The black coating has been known by various names, such as wustenlacken (desert varnish) and patina; only recently has the scientific community settled on a term that seems sufficiently broad and descriptive: rock varnish. Even while the origin of the rock varnish remained enigmatic, its physical and chemical structure came to be understood. Rock varnish consists of a thin layer, less titan half a millimeter deep, on a rock‘s surface. The coating is typically composed of about 60 percent clay minerals, 20 to 30 percent oxides of manganese and iron, and trace amounts of more than 30 minor compounds, such as copper and zinc oxides. It is the amount of manganese oxide that determines the color of the varnish. Often, the varnish concentrates manganese oxide to levels up to 100 times that found in surrounding rocks; such high concentrations of manganese oxide make the varnish black. Some varnish lacks manganese altogether and appears bright orange from the abundant iron oxides; this is particularly prevalent on the bottom of rocks and inside rock crevices. In other places, such as the hyperarid Peru Desert, the level of manganese oxide is intermediate, leaving the varnish a brownish orange.

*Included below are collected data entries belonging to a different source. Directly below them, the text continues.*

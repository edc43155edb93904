//! Built-in API groups.
use crate::{Result, Scheme};

pub mod extensions;

/// Register every built-in kind with `scheme`
pub fn install(scheme: &mut Scheme) -> Result<()> {
    extensions::v1beta1::add_to_scheme(scheme)
}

The decisive clue to the mystery of rock varnish was a biological one. In 1981, T. M. Oberlander of the University of California at Berkeley and l suggested that bacteria concentrate manganese in rock varnish. We developed this hypothesis on strong circumstantial evidence. First, manganese-rich varnish often forms where water intermittently flows over rocks. The moisture provides a hospitable environment for microorganisms. Second, varnish develops well on porous surfaces that are easily flushed and, hence, are poor in nutrients. In such a harsh environment manganese-oxidizing mixotrophs (which derive some of their energy from inorganic manganese) are able to live; but faster growing heterotrophic organisms (which rely entirely on organic nutrients) are unable to survive.
A third observation in support of the bacterial hypothesis is that dark varnish grows on rocks with a nearly neutral pH. Nonbiological mechanisms for oxidizing manganese operate only in an alkaline environment, where the pH exceeds 9. Thus, manganese-oxidizing bacteria are one plausible candidate. This line of argument is further supported by findings that varnish is orange when the local pH is too high to support manganese-oxidizing bacteria.
Finally, there are many documented interactions between clay, the primary constituent of varnish, and bacteria. Clay particles are often adsorbed onto the surface of bacteria, and vice versa. Clay concentrates nutrients, a useful property in a nutrient-poor environment, and stimulates bacterial metabolism. And a coating of clay can protect bacteria against desiccation and high temperatures. In combination, these factors supported the possibility that bacteria produce manganese—rich rock varnish.
With these ideas in mind, Oberlander and I examined rock varnish for the presence of bacteria. By searching though varnish with the aid of scanning electron microscopy; we found them—manganese-concentrating bacteria of the genus Metallogenium and other species. Fred Palmer and his colleagues at the University of Washington found bacteria of the genus Arthrobacter in rock varnish. Next, we isolated living bacteria from natural rock varnish; when we grew these bacteria in laboratory cultures, they produced varnish that was morphologically similar to the natural product.